兩組患者組內比較,結果顯示,與康復治療前比較,早期康復組和延遲康復組在康復治療1個月和3個月時,NIHSS、FMA、BBS、6MWT、FGA及MBI評分差異均有統計學意義,說明隨著康復治療時間的延長,1個月的康復治療和3個月的康復治療均可以使卒中患者NIHSS、FMA、BBS、6MWT、FGA及MBI評分逐漸改善,提示1個月的康復治療和3個月的康復治療均可以減輕卒中患者神經功能缺損程度,以及提高卒中患者肢體運動功能、平衡能力、步行能力及日常生活能力,這可能是因為卒中患者進行長時間的康復訓練后,病灶部位血流量增加,神經細胞興奮性提高,進一步誘發正常的運動模式,從而改善卒中患者的神經功能,使卒中患者的運動功能明顯提高[23]。有研究發現,卒中患者的運動功能在康復治療前4周恢復較快,隨后3~6個月恢復減緩,但仍在持續改善[24]。本研究結果與既往研究一致[3,25]。Wang等[3]對110例卒中患者進行早期康復介入,主要進行坐、立、重復肌力訓練等運動,結果表明,卒中發病后早期康復訓練比延遲康復訓練效果更好,卒中后的早期康復訓練在訓練的第1周內即可改善患者的下肢功能。Zhao等[25]研究納入810例首次腦出血的患者,進行為期4周的康復治療,按照康復介入時間的早晚分為7組,比較運動功能和日常生活能力恢復的相關因素,結果發現,卒中發病120 d內開始康復治療的患者預后明顯好于卒中發病120 d以上開始康復治療的患者。
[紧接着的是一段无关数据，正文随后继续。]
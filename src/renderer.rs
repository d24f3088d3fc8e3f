use std::time::Duration;

use ratatui::Frame;
use ratatui::layout::Rect;
use ratatui::style::{Color, Modifier, Style};
use ratatui::widgets::Block;

use crate::config::{GLYPH_FOOD, GLYPH_GRID_DOT, GLYPH_SEGMENT, Theme};
use crate::game::{GameState, GameStatus};
use crate::grid::{self, Cell, GRID_SIZE};
use crate::ui::hud::render_hud;
use crate::ui::menu::{render_game_over_menu, render_pause_menu, render_victory_menu};

/// Presentation-only values for one frame.
#[derive(Debug, Clone, Copy)]
pub struct FrameInfo<'a> {
    pub theme: &'a Theme,
    /// Time since app start; drives the food pulse.
    pub elapsed: Duration,
}

/// Renders the full game frame from immutable state.
pub fn render(frame: &mut Frame<'_>, state: &GameState, info: FrameInfo<'_>) {
    let area = frame.area();
    let play_area = render_hud(frame, area, state, info.theme);
    let board = board_rect(play_area);

    let block = Block::bordered()
        .title(" gilded snake ")
        .border_style(Style::new().fg(info.theme.border));
    let inner = block.inner(board);
    frame.render_widget(block, board);

    render_field(frame, inner, info.theme);
    render_food(frame, inner, state.food, info);
    render_snake(frame, inner, state, info.theme);

    match state.status {
        GameStatus::Paused => render_pause_menu(frame, board, info.theme),
        GameStatus::GameOver => {
            render_game_over_menu(frame, board, state.score, state.death_reason, info.theme);
        }
        GameStatus::Victory => render_victory_menu(frame, board, state.score, info.theme),
        GameStatus::Running => {}
    }
}

/// Centers the fixed-size board within the available play area.
fn board_rect(play_area: Rect) -> Rect {
    let side = GRID_SIZE as u16 + 2;
    Rect {
        x: play_area.x + play_area.width.saturating_sub(side) / 2,
        y: play_area.y + play_area.height.saturating_sub(side) / 2,
        width: side.min(play_area.width),
        height: side.min(play_area.height),
    }
}

fn render_field(frame: &mut Frame<'_>, inner: Rect, theme: &Theme) {
    let style = Style::new().fg(theme.grid_line).bg(theme.field_bg);
    let buffer = frame.buffer_mut();

    for y in inner.y..inner.bottom() {
        for x in inner.x..inner.right() {
            buffer.set_string(x, y, GLYPH_GRID_DOT, style);
        }
    }
}

fn render_food(frame: &mut Frame<'_>, inner: Rect, food: Cell, info: FrameInfo<'_>) {
    let Some((x, y)) = logical_to_terminal(inner, food) else {
        return;
    };

    let color = scale_rgb(info.theme.food, food_pulse(info.elapsed));
    frame.buffer_mut().set_string(
        x,
        y,
        GLYPH_FOOD,
        Style::new().fg(color).bg(info.theme.field_bg),
    );
}

fn render_snake(frame: &mut Frame<'_>, inner: Rect, state: &GameState, theme: &Theme) {
    let len = state.snake.len();
    let buffer = frame.buffer_mut();

    for (index, segment) in state.snake.segments().enumerate() {
        let Some((x, y)) = logical_to_terminal(inner, *segment) else {
            continue;
        };

        let style = if index == 0 {
            Style::new()
                .fg(theme.snake_head)
                .bg(theme.field_bg)
                .add_modifier(Modifier::BOLD)
        } else {
            // Gold near the head shading into red, fading toward the
            // field along the tail.
            let ratio = index as f32 / len as f32;
            let base = blend_rgb(theme.snake_body_start, theme.snake_body_end, ratio);
            Style::new()
                .fg(blend_rgb(base, theme.field_bg, ratio * 0.5))
                .bg(theme.field_bg)
        };

        buffer.set_string(x, y, GLYPH_SEGMENT, style);
    }
}

fn logical_to_terminal(inner: Rect, cell: Cell) -> Option<(u16, u16)> {
    if !grid::in_bounds(cell) {
        return None;
    }

    let x = inner.x.saturating_add(u16::try_from(cell.x).ok()?);
    let y = inner.y.saturating_add(u16::try_from(cell.y).ok()?);
    if x >= inner.right() || y >= inner.bottom() {
        return None;
    }

    Some((x, y))
}

/// Brightness factor in [0.4, 1.0] with a 2π·200 ms period.
fn food_pulse(elapsed: Duration) -> f32 {
    (elapsed.as_millis() as f32 / 200.0).sin() * 0.3 + 0.7
}

/// Linear blend between two true-color values; non-RGB colors pass
/// through unchanged (the built-in theme is all RGB).
fn blend_rgb(from: Color, to: Color, t: f32) -> Color {
    let t = t.clamp(0.0, 1.0);
    match (from, to) {
        (Color::Rgb(fr, fg, fb), Color::Rgb(tr, tg, tb)) => Color::Rgb(
            lerp_u8(fr, tr, t),
            lerp_u8(fg, tg, t),
            lerp_u8(fb, tb, t),
        ),
        _ => from,
    }
}

fn scale_rgb(color: Color, factor: f32) -> Color {
    let factor = factor.clamp(0.0, 1.0);
    match color {
        Color::Rgb(r, g, b) => Color::Rgb(
            (r as f32 * factor) as u8,
            (g as f32 * factor) as u8,
            (b as f32 * factor) as u8,
        ),
        other => other,
    }
}

fn lerp_u8(from: u8, to: u8, t: f32) -> u8 {
    ((from as f32) + ((to as f32) - (from as f32)) * t).round() as u8
}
綜上所述,康復訓練可以改善卒中患者的運動功能,與延遲康復相比,早期康復治療的介入在減輕卒中患者神經功能缺損程度,以及提高平衡能力、步行能力和日常生活能力方面效果更顯著,對卒中患者運動功能的改善更積極,具有在臨床實踐中應用的價值。但是本研究的樣本量較小,早期康復組患者康復介入時間為卒中發病7 d內,已有學者對卒中發病14 d內康復介入的患者進行研究[26],創新性略顯不足,今后將進一步擴大樣本量,并且將對卒中發病24 h內和48 h內康復介入卒中患者的運動功能進行比較及更深入的研究。